§ **TASK GOAL**
Write out every line below that includes the word "plus".

§ **AVAILABLE DATA**

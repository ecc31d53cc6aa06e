//! Channel formatting for the Markdown IR
//!
//! Re-encodes IR text and spans into a channel's own formatting syntax
//! (WhatsApp markers, or plain text for transports without formatting).

use std::fmt;
use std::str::FromStr;

use crate::error::MarkdownError;
use crate::ir::{MarkdownIr, MarkdownLinkSpan, MarkdownStyle};

#[derive(Debug, Clone, Copy, PartialEq, Eq)]
pub enum Channel {
    WhatsApp,
    Plain,
}

impl Channel {
    pub fn as_str(self) -> &'static str {
        match self {
            Channel::WhatsApp => "whatsapp",
            Channel::Plain => "plain",
        }
    }

    /// Opening and closing markers for `style`, if the channel has any.
    fn markers(self, style: MarkdownStyle) -> Option<(&'static str, &'static str)> {
        match self {
            Channel::Plain => None,
            Channel::WhatsApp => match style {
                MarkdownStyle::Bold => Some(("*", "*")),
                MarkdownStyle::Italic => Some(("_", "_")),
                MarkdownStyle::Strikethrough => Some(("~", "~")),
                MarkdownStyle::Code => Some(("`", "`")),
                MarkdownStyle::CodeBlock => Some(("```", "```")),
                MarkdownStyle::Spoiler => None,
            },
        }
    }
}

impl fmt::Display for Channel {
    fn fmt(&self, f: &mut fmt::Formatter<'_>) -> fmt::Result {
        f.write_str(self.as_str())
    }
}

impl FromStr for Channel {
    type Err = MarkdownError;

    fn from_str(s: &str) -> Result<Self, Self::Err> {
        match s.trim().to_ascii_lowercase().as_str() {
            "whatsapp" => Ok(Channel::WhatsApp),
            "plain" => Ok(Channel::Plain),
            other => Err(MarkdownError::UnknownChannel(other.to_string())),
        }
    }
}

#[derive(Debug, Clone, Copy, PartialEq, Eq, PartialOrd, Ord)]
enum EventKind {
    // At one offset: closes, then link targets, then opens.
    Close,
    LinkTarget,
    Open,
}

#[derive(Debug, Clone, Copy, PartialEq, Eq, PartialOrd, Ord)]
struct FormatEvent {
    pos: usize,
    kind: EventKind,
    /// Opens of longer spans and closes of later-starting spans go first.
    rank: usize,
    index: usize,
}

/// Render `ir` as text for `channel`.
///
/// Markers always nest: when a style ends while styles opened after it are
/// still active, those are closed and reopened around the boundary.
pub fn format_ir(ir: &MarkdownIr, channel: Channel) -> String {
    let text = ir.text.as_str();
    let mut events = Vec::with_capacity(ir.styles.len() * 2 + ir.links.len());
    for (index, span) in ir.styles.iter().enumerate() {
        if span.start >= span.end || channel.markers(span.style).is_none() {
            continue;
        }
        events.push(FormatEvent {
            pos: span.start,
            kind: EventKind::Open,
            rank: usize::MAX - span.end,
            index,
        });
        events.push(FormatEvent {
            pos: span.end,
            kind: EventKind::Close,
            rank: usize::MAX - span.start,
            index,
        });
    }
    for (index, link) in ir.links.iter().enumerate() {
        events.push(FormatEvent {
            pos: link.end,
            kind: EventKind::LinkTarget,
            rank: 0,
            index,
        });
    }
    events.sort();

    let mut out = String::with_capacity(text.len() + events.len() * 2);
    let mut active: Vec<usize> = Vec::new();
    let mut last_pos = 0;

    for event in events {
        let pos = event.pos.min(text.len());
        if pos > last_pos {
            if let Some(segment) = text.get(last_pos..pos) {
                out.push_str(segment);
            }
            last_pos = pos;
        }

        match event.kind {
            EventKind::Open => {
                push_marker(&mut out, ir, channel, event.index, true);
                active.push(event.index);
            }
            EventKind::Close => {
                let Some(at) = active.iter().rposition(|&idx| idx == event.index) else {
                    continue;
                };
                let drained: Vec<usize> = active.drain(at..).collect();
                for &idx in drained.iter().rev() {
                    push_marker(&mut out, ir, channel, idx, false);
                }
                for &idx in drained.iter().skip(1) {
                    push_marker(&mut out, ir, channel, idx, true);
                    active.push(idx);
                }
            }
            EventKind::LinkTarget => {
                let link = &ir.links[event.index];
                if let Some(target) = link_target(text, link) {
                    out.push_str(" (");
                    out.push_str(target);
                    out.push(')');
                }
            }
        }
    }

    if last_pos < text.len() {
        out.push_str(&text[last_pos..]);
    }
    for &idx in active.iter().rev() {
        push_marker(&mut out, ir, channel, idx, false);
    }
    out
}

fn push_marker(out: &mut String, ir: &MarkdownIr, channel: Channel, index: usize, open: bool) {
    if let Some((open_marker, close_marker)) = channel.markers(ir.styles[index].style) {
        out.push_str(if open { open_marker } else { close_marker });
    }
}

/// The href to show after a link label, or `None` when the label already
/// spells it out.
fn link_target<'a>(text: &str, link: &'a MarkdownLinkSpan) -> Option<&'a str> {
    let label = text.get(link.start..link.end).unwrap_or("").trim();
    let href = link.href.as_str();
    let spelled_out = ["", "mailto:", "http://", "https://"]
        .iter()
        .any(|prefix| href.strip_prefix(prefix) == Some(label));
    (!spelled_out).then_some(href)
}

#[cfg(test)]
mod tests {
    use super::*;
    use crate::ir::MarkdownStyle::{Bold, CodeBlock, Italic, Spoiler};
    use crate::ir::MarkdownStyleSpan;

    fn ir(text: &str, styles: Vec<MarkdownStyleSpan>, links: Vec<MarkdownLinkSpan>) -> MarkdownIr {
        MarkdownIr {
            text: text.to_string(),
            styles,
            links,
        }
    }

    #[test]
    fn whatsapp_markers() {
        let ir = ir(
            "hello world",
            vec![MarkdownStyleSpan::new(0, 5, Bold), MarkdownStyleSpan::new(6, 11, Italic)],
            Vec::new(),
        );
        assert_eq!(format_ir(&ir, Channel::WhatsApp), "*hello* _world_");
        assert_eq!(format_ir(&ir, Channel::Plain), "hello world");
    }

    #[test]
    fn overlapping_styles_nest() {
        let ir = ir(
            "bold and italic just italic",
            vec![MarkdownStyleSpan::new(0, 15, Bold), MarkdownStyleSpan::new(5, 27, Italic)],
            Vec::new(),
        );
        assert_eq!(
            format_ir(&ir, Channel::WhatsApp),
            "*bold _and italic_*_ just italic_"
        );
    }

    #[test]
    fn links_show_their_target() {
        let ir = ir(
            "click here or www.x.test",
            Vec::new(),
            vec![
                MarkdownLinkSpan::new(6, 10, "https://example.com"),
                MarkdownLinkSpan::new(14, 24, "http://www.x.test"),
            ],
        );
        assert_eq!(
            format_ir(&ir, Channel::Plain),
            "click here (https://example.com) or www.x.test"
        );
    }

    #[test]
    fn code_block_and_spoiler() {
        let ir = ir(
            "x\ncode\n",
            vec![MarkdownStyleSpan::new(0, 1, Spoiler), MarkdownStyleSpan::new(2, 7, CodeBlock)],
            Vec::new(),
        );
        assert_eq!(format_ir(&ir, Channel::WhatsApp), "x\n```code\n```");
    }

    #[test]
    fn channel_from_str() {
        assert_eq!("WhatsApp".parse::<Channel>(), Ok(Channel::WhatsApp));
        assert!("sms".parse::<Channel>().is_err());
    }
}
//! Markdown Intermediate Representation
//!
//! Flat text plus byte-offset style and link annotations. Channels that only
//! accept plain text re-encode these spans into their own formatting syntax.

use serde::{Deserialize, Serialize};
use std::ops::Range;

/// Inline formatting kinds carried by the IR.
///
/// Variants are declared in the order of their serialized names, so the derived
/// `Ord` is the name order used when canonicalizing spans.
#[derive(Debug, Clone, Copy, PartialEq, Eq, PartialOrd, Ord, Hash, Serialize, Deserialize)]
#[serde(rename_all = "snake_case")]
pub enum MarkdownStyle {
    Bold,
    Code,
    CodeBlock,
    Italic,
    Spoiler,
    Strikethrough,
}

impl MarkdownStyle {
    pub fn as_str(self) -> &'static str {
        match self {
            MarkdownStyle::Bold => "bold",
            MarkdownStyle::Code => "code",
            MarkdownStyle::CodeBlock => "code_block",
            MarkdownStyle::Italic => "italic",
            MarkdownStyle::Spoiler => "spoiler",
            MarkdownStyle::Strikethrough => "strikethrough",
        }
    }
}

/// A styled half-open byte range `[start, end)` of [`MarkdownIr::text`].
#[derive(Debug, Clone, Copy, PartialEq, Eq, Serialize, Deserialize)]
pub struct MarkdownStyleSpan {
    pub start: usize,
    pub end: usize,
    pub style: MarkdownStyle,
}

impl MarkdownStyleSpan {
    pub fn new(start: usize, end: usize, style: MarkdownStyle) -> Self {
        Self { start, end, style }
    }

    pub fn range(&self) -> Range<usize> {
        self.start..self.end
    }
}

/// A link target attached to a half-open byte range of the text.
#[derive(Debug, Clone, PartialEq, Eq, Serialize, Deserialize)]
pub struct MarkdownLinkSpan {
    pub start: usize,
    pub end: usize,
    pub href: String,
}

impl MarkdownLinkSpan {
    pub fn new(start: usize, end: usize, href: impl Into<String>) -> Self {
        Self {
            start,
            end,
            href: href.into(),
        }
    }

    pub fn range(&self) -> Range<usize> {
        self.start..self.end
    }
}

/// Rendered text with its style and link annotations.
///
/// `styles` is sorted by `(start, end, style)` and never holds two spans of the
/// same style that touch or overlap. Links are kept in closing order.
#[derive(Debug, Clone, Default, PartialEq, Eq, Serialize, Deserialize)]
pub struct MarkdownIr {
    pub text: String,
    pub styles: Vec<MarkdownStyleSpan>,
    pub links: Vec<MarkdownLinkSpan>,
}

impl MarkdownIr {
    pub fn is_empty(&self) -> bool {
        self.text.is_empty()
    }

    /// Text covered by a span, or `None` if the range is out of bounds.
    pub fn slice(&self, range: Range<usize>) -> Option<&str> {
        self.text.get(range)
    }
}
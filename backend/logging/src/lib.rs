//! Structured logging for the warelay tools.
//!
//! Console and rolling NDJSON file output, plus redaction of message previews
//! before they reach a log line.

pub mod logger;
pub mod redact;

pub use logger::init_logger;
pub use redact::{redact_preview, redact_sensitive_data};
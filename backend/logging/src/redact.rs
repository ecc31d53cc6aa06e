//! Log Redaction
//!
//! Scrubs phone numbers and Twilio credentials from message text before it is
//! logged.

use std::sync::LazyLock;

use regex::Regex;

static TELEPHONE_RE: LazyLock<Regex> = LazyLock::new(|| {
    Regex::new(r"(?:\+?\d{1,3}[-.\s]?)?\(?\d{3}\)?[-.\s]?\d{3}[-.\s]?\d{4}")
        .expect("telephone pattern")
});
// Account / message SIDs (`AC…`, `SM…`, `MM…`) and bare 32-hex auth tokens.
static TWILIO_RE: LazyLock<Regex> = LazyLock::new(|| {
    Regex::new(r"\b(?:(?:AC|SM|MM|MG)[0-9a-fA-F]{32}|[0-9a-fA-F]{32})\b").expect("twilio pattern")
});

/// Redacts phone numbers and credentials in a string.
pub fn redact_sensitive_data(input: &str) -> String {
    let redacted = TWILIO_RE.replace_all(input, "[REDACTED_TOKEN]");
    TELEPHONE_RE
        .replace_all(&redacted, "[REDACTED_PHONE]")
        .into_owned()
}

/// Redacted preview of at most `max_chars` characters, with `…` appended when
/// the text was cut.
pub fn redact_preview(input: &str, max_chars: usize) -> String {
    let redacted = redact_sensitive_data(input);
    match redacted.char_indices().nth(max_chars) {
        Some((cut, _)) => format!("{}…", &redacted[..cut]),
        None => redacted,
    }
}
//! IR chunking
//!
//! Splits an IR into length-bounded IRs for transports with a message size
//! cap. Every chunk carries its own spans, re-sliced to chunk-local offsets; a
//! span crossing a split point becomes one closed span per chunk.

use tracing::debug;

use crate::ir::MarkdownIr;
use crate::spans::{slice_link_spans, slice_style_spans};
use crate::split::{TextSplitter, WhitespaceSplitter};

/// Chunk `ir` into pieces of at most `limit` characters.
///
/// A `limit` of zero means unlimited. Empty text yields no chunks.
pub fn chunk_markdown_ir(ir: &MarkdownIr, limit: usize) -> Vec<MarkdownIr> {
    match chunk_markdown_ir_with(ir, limit, &WhitespaceSplitter) {
        Ok(chunks) => chunks,
        Err(never) => match never {},
    }
}

/// Chunk `ir` using a custom splitter. Splitter errors are returned as is.
pub fn chunk_markdown_ir_with<S: TextSplitter>(
    ir: &MarkdownIr,
    limit: usize,
    splitter: &S,
) -> Result<Vec<MarkdownIr>, S::Error> {
    if ir.is_empty() {
        return Ok(Vec::new());
    }
    if limit == 0 || ir.text.char_indices().nth(limit).is_none() {
        return Ok(vec![ir.clone()]);
    }

    let text = ir.text.as_str();
    let pieces = splitter.split(text, limit)?;
    let mut chunks = Vec::with_capacity(pieces.len());
    let mut cursor = 0;

    for (index, piece) in pieces.iter().enumerate() {
        if piece.is_empty() {
            continue;
        }
        // Splitters drop whitespace at split points, so re-anchor the cursor.
        if index > 0 || !text[cursor..].starts_with(piece) {
            cursor = skip_whitespace(text, cursor);
        }
        let start = cursor;
        let end = floor_char_boundary(text, (start + piece.len()).min(text.len()));
        chunks.push(MarkdownIr {
            text: (*piece).to_string(),
            styles: slice_style_spans(&ir.styles, start, end),
            links: slice_link_spans(&ir.links, start, end),
        });
        cursor = end;
    }

    debug!(
        limit,
        text_len = text.len(),
        chunks = chunks.len(),
        "chunked markdown IR"
    );
    Ok(chunks)
}

fn skip_whitespace(text: &str, from: usize) -> usize {
    text[from..]
        .char_indices()
        .find(|(_, c)| !c.is_whitespace())
        .map(|(idx, _)| from + idx)
        .unwrap_or(text.len())
}

fn floor_char_boundary(text: &str, mut idx: usize) -> usize {
    while !text.is_char_boundary(idx) {
        idx -= 1;
    }
    idx
}

#[cfg(test)]
mod tests {
    use super::*;
    use crate::ir::MarkdownStyle::{Bold, Italic};
    use crate::ir::{MarkdownLinkSpan, MarkdownStyleSpan};

    #[test]
    fn empty_text_has_no_chunks() {
        assert!(chunk_markdown_ir(&MarkdownIr::default(), 10).is_empty());
    }

    #[test]
    fn zero_limit_and_short_text_pass_through() {
        let ir = MarkdownIr {
            text: "short".to_string(),
            styles: vec![MarkdownStyleSpan::new(0, 5, Bold)],
            links: Vec::new(),
        };
        assert_eq!(chunk_markdown_ir(&ir, 0), vec![ir.clone()]);
        assert_eq!(chunk_markdown_ir(&ir, 5), vec![ir.clone()]);
    }

    #[test]
    fn bold_span_straddling_split_becomes_two_spans() {
        // 20 plain characters, then a 50 character bold run split at offset 30.
        let plain = "a".repeat(19);
        let bold_head = "b".repeat(10);
        let bold_tail = "c".repeat(39);
        let text = format!("{plain} {bold_head} {bold_tail}");
        let ir = MarkdownIr {
            text: text.clone(),
            styles: vec![MarkdownStyleSpan::new(20, 70, Bold)],
            links: Vec::new(),
        };

        let chunks = chunk_markdown_ir(&ir, 40);
        assert_eq!(chunks.len(), 2);
        assert_eq!(chunks[0].text, format!("{plain} {bold_head}"));
        assert_eq!(chunks[0].styles, vec![MarkdownStyleSpan::new(20, 30, Bold)]);
        assert_eq!(chunks[1].text, bold_tail);
        assert_eq!(chunks[1].styles, vec![MarkdownStyleSpan::new(0, 39, Bold)]);
    }

    #[test]
    fn links_are_resliced_per_chunk() {
        let ir = MarkdownIr {
            text: "one two three four".to_string(),
            styles: vec![MarkdownStyleSpan::new(4, 13, Italic)],
            links: vec![MarkdownLinkSpan::new(8, 18, "http://x.test")],
        };
        let chunks = chunk_markdown_ir(&ir, 8);
        assert_eq!(
            chunks.iter().map(|c| c.text.as_str()).collect::<Vec<_>>(),
            vec!["one two", "three", "four"]
        );
        assert_eq!(chunks[0].styles, vec![MarkdownStyleSpan::new(4, 7, Italic)]);
        assert_eq!(chunks[1].styles, vec![MarkdownStyleSpan::new(0, 5, Italic)]);
        assert_eq!(chunks[1].links, vec![MarkdownLinkSpan::new(0, 5, "http://x.test")]);
        assert_eq!(chunks[2].links, vec![MarkdownLinkSpan::new(0, 4, "http://x.test")]);
        assert!(chunks[2].styles.is_empty());
    }

    struct FailingSplitter;

    impl TextSplitter for FailingSplitter {
        type Error = String;

        fn split<'t>(&self, _text: &'t str, _limit: usize) -> Result<Vec<&'t str>, Self::Error> {
            Err("splitter unavailable".to_string())
        }
    }

    #[test]
    fn splitter_errors_propagate() {
        let ir = MarkdownIr {
            text: "long enough text".to_string(),
            ..Default::default()
        };
        assert_eq!(
            chunk_markdown_ir_with(&ir, 4, &FailingSplitter),
            Err("splitter unavailable".to_string())
        );
    }
}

§ **YOUR SOLUTION**
//! Flat text plus byte-offset style and link annotations. Channels that only
//! Console and rolling NDJSON file output, plus redaction of message previews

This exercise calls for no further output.